**What is required**: Repeat exactly, and only, the lines below starting at the line that contains "Workspace configuration contract." and ending at the line that contains "use std::path::PathBuf;", inclusive of both.

Stored items:
——————————

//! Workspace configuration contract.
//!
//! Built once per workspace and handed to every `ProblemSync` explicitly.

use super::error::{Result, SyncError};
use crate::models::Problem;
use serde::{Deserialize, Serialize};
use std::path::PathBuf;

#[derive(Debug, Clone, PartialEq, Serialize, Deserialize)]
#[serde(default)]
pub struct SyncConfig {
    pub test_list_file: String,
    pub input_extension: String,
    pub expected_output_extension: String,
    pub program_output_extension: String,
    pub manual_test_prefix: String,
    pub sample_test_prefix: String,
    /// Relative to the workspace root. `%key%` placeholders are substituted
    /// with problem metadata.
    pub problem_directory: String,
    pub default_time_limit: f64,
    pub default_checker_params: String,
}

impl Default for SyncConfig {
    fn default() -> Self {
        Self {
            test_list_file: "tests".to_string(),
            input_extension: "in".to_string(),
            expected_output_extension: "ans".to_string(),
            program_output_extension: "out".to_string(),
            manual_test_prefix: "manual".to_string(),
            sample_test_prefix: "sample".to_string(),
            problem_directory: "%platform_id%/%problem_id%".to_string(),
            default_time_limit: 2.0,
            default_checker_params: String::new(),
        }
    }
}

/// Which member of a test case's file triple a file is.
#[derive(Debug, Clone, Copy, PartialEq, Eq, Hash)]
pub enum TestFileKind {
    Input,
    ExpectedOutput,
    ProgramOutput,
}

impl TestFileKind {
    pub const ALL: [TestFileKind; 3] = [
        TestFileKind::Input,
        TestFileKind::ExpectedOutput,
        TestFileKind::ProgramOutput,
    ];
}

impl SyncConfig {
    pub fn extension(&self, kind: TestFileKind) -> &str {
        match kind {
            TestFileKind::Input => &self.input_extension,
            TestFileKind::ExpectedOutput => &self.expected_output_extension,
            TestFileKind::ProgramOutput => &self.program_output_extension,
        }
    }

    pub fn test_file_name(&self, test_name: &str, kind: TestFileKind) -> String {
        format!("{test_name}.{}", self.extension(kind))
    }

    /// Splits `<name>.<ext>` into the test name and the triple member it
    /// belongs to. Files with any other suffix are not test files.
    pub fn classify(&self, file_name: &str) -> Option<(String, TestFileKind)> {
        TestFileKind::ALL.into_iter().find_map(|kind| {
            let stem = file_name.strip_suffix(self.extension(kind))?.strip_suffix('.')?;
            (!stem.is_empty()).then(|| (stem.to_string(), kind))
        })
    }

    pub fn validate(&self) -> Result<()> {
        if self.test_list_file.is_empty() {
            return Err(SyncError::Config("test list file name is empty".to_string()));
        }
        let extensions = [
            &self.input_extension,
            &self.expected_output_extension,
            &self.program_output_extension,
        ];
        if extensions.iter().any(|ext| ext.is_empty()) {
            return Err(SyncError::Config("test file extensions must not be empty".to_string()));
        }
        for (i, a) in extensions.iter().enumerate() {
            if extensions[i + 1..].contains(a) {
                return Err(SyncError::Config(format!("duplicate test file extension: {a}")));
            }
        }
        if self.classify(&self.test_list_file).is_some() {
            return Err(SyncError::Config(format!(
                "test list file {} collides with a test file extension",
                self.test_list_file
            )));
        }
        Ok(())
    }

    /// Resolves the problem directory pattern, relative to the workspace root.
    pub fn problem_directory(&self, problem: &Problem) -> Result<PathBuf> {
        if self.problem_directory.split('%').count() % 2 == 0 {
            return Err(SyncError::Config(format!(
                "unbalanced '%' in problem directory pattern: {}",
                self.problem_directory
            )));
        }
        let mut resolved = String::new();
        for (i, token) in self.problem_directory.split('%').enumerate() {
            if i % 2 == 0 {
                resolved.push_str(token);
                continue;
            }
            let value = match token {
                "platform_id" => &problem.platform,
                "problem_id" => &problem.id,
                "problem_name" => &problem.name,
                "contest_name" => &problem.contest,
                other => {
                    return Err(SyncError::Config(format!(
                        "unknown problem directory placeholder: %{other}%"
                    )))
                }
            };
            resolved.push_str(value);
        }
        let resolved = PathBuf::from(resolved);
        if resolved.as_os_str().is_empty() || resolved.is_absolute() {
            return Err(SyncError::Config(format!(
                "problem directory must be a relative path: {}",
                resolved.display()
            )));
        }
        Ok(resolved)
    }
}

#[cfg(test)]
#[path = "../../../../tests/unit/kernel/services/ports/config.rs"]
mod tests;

——————————

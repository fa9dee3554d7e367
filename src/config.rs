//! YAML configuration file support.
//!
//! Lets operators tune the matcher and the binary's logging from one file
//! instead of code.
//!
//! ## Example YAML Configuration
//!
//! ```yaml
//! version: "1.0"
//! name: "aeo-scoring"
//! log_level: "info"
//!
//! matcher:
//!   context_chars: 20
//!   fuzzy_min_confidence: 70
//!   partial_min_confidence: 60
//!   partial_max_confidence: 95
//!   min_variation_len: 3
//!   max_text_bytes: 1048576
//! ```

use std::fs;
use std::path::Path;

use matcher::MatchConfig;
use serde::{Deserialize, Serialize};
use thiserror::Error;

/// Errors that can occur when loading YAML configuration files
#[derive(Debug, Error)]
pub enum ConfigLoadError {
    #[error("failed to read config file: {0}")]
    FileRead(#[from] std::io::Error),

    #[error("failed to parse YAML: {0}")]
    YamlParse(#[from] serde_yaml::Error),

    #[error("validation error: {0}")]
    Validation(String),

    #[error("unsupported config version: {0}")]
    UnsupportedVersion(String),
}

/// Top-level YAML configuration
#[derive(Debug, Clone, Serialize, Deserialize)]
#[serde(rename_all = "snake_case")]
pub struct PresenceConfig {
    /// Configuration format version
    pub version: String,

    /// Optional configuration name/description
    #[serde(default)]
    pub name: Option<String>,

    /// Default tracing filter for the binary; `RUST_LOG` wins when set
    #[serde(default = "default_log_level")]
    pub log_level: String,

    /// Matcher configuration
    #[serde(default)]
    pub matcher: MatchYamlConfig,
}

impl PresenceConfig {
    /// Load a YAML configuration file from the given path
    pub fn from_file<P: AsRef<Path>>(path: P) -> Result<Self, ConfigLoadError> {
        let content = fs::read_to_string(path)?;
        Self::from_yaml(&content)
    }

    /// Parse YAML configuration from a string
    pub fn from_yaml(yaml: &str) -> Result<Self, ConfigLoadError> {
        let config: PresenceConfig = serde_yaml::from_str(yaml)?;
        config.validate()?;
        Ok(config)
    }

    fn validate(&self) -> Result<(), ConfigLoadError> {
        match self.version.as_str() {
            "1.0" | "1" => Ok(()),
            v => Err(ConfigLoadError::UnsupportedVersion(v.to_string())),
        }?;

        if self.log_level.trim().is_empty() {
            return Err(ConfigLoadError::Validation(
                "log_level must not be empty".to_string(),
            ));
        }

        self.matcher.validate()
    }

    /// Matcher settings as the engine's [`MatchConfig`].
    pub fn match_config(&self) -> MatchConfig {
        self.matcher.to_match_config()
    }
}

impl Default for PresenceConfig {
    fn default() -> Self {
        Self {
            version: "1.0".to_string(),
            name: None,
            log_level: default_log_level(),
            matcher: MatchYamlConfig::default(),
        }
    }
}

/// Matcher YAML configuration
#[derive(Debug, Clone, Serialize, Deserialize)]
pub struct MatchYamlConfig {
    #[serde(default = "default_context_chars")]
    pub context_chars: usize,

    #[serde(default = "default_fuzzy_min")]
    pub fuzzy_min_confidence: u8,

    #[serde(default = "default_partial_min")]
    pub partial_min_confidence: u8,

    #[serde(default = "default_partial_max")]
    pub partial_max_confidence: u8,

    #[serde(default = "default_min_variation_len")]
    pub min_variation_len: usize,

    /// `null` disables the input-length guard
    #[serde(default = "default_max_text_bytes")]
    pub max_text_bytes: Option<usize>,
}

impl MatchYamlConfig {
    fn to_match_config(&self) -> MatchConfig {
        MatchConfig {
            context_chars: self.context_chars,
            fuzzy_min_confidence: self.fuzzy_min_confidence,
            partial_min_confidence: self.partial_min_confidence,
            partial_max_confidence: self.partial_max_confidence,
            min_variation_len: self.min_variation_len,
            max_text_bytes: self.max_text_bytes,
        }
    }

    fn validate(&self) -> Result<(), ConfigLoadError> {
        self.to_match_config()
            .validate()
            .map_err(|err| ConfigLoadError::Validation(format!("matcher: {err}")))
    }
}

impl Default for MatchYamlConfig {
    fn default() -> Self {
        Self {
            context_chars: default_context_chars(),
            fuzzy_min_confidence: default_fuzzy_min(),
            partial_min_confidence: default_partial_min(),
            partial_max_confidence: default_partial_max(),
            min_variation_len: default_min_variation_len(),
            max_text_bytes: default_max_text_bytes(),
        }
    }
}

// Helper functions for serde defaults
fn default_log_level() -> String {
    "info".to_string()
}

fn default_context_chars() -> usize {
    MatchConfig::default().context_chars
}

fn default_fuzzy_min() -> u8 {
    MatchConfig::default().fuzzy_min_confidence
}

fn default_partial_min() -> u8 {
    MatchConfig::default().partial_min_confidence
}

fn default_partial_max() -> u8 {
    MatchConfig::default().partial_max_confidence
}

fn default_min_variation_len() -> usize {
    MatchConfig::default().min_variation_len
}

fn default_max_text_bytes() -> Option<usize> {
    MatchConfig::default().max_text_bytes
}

——————————

**Solution to the exercise**:
//! Workspace configuration contract.
//!
//! Built once per workspace and handed to every `ProblemSync` explicitly.

use super::error::{Result, SyncError};
use crate::models::Problem;
use serde::{Deserialize, Serialize};
use std::path::PathBuf;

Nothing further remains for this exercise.